On Monday November 27, 2017, the northern loop set of municipalities, including Flushing, began receiving water from the Karegnondi Water Authority pipeline and treated by Genesee County Drain Commission Water and Waste Division.

==Government==
The Flushing Fire Department for the City of Flushing is the on-call firefighting service for the Township and has automatic and mutual aid agreements with Montrose, Mt. Morris and Swartz Creek Area Fire Departments. The Flushing Township Police Department provides police coverage 24 hours a day and provides a school resource officer, who is also a K9 handler, to Flushing Community Schools.

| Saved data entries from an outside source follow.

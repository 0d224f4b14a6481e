use async_trait::async_trait;
use parking_lot::Mutex;
use std::collections::HashMap;
use std::path::{Path, PathBuf};
use std::sync::Arc;
use std::time::{Duration, Instant};
use undotree_core::{EditorBuffer, Result};

/// How long a write of ours masks watcher events for the same path.
const ECHO_WINDOW: Duration = Duration::from_millis(250);

/// Paths the daemon just wrote, so the watcher can skip the echo.
#[derive(Clone, Default)]
pub struct PendingWrites {
    // path -> when we stop ignoring it
    paths: Arc<Mutex<HashMap<String, Instant>>>,
}

impl PendingWrites {
    pub fn new() -> Self {
        Self::default()
    }

    fn normalize(path: &Path) -> String {
        path.to_string_lossy().replace('\\', "/")
    }

    pub fn add(&self, path: &Path) {
        self.paths
            .lock()
            .insert(Self::normalize(path), Instant::now() + ECHO_WINDOW);
    }

    pub fn should_ignore(&self, path: &Path) -> bool {
        let mut paths = self.paths.lock();
        let key = Self::normalize(path);

        match paths.get(&key) {
            Some(&expiry) if Instant::now() < expiry => true,
            Some(_) => {
                paths.remove(&key);
                false
            }
            None => false,
        }
    }
}

/// Treats each tracked file on disk as an editor buffer. The file id is the
/// file's path.
#[derive(Clone)]
pub struct FileEditor {
    pending: PendingWrites,
}

impl FileEditor {
    pub fn new(pending: PendingWrites) -> Self {
        Self { pending }
    }
}

#[async_trait]
impl EditorBuffer for FileEditor {
    async fn replace_content(&self, file_id: &str, content: &str) -> Result<()> {
        let path = PathBuf::from(file_id);
        self.pending.add(&path);
        tokio::fs::write(&path, content).await?;
        tracing::info!("[Editor] Rewrote {} ({} chars)", file_id, content.chars().count());
        Ok(())
    }
}

#[cfg(test)]
mod tests {
    use super::*;

    #[test]
    fn test_pending_write_masks_path() {
        let pending = PendingWrites::new();
        let path = Path::new("/tmp/notes.txt");
        assert!(!pending.should_ignore(path));

        pending.add(path);
        assert!(pending.should_ignore(path));
        assert!(!pending.should_ignore(Path::new("/tmp/other.txt")));
    }

    #[tokio::test]
    async fn test_file_editor_writes_and_masks_echo() {
        let dir = tempfile::tempdir().unwrap();
        let path = dir.path().join("doc.txt");
        std::fs::write(&path, "old").unwrap();

        let pending = PendingWrites::new();
        let editor = FileEditor::new(pending.clone());
        let file_id = path.to_string_lossy().to_string();
        editor.replace_content(&file_id, "new text").await.unwrap();

        assert_eq!(std::fs::read_to_string(&path).unwrap(), "new text");
        assert!(pending.should_ignore(&path));
    }
}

The township receives water from the Karegnondi Water Authority pipeline treated by Genesee County Drain Commission Water and Waste Division.

Flushing is part of the following:
- Genesee County Commissioner District 7
- Michigan House of Representatives District 69
- State Senate District 27
- 67th District Court Division 1
- Michigan's 8th Congressional District
- Genesee District Library

Educational services are primarily provided by Flushing Community Schools, while small parts of the township are served by Montrose Community Schools and Clio Area School District.

==Geography==
According to the United States Census Bureau, the township has a total area of 31.0 sqmi, of which 30.9 sqmi is land and 0.2 sqmi (0.48%) is water.

==Demographics==
As of the census of 2010, there were 10,640 people, 4,007 households, and 3,047 families residing in the township. The population density was 344.3 PD/sqmi. There were 4,007 housing units at an average density of 129.7 /sqmi. The racial makeup of the township was 98.4% White, 2.1% African American, 0.6% Native American, 0.8% Asian, and 1.6% from two or more races. Hispanic or Latino of any race were 2.4% of the population.

Of 4,007 households, 30.7% had children under the age of 18 living with them, 62.4% were married couples living together, 9.4% had a female householder with no husband present, 4.2% had a male householder with no wife present, and 24% were non-families. The average household size was 2.6 and the average family size was 3.0.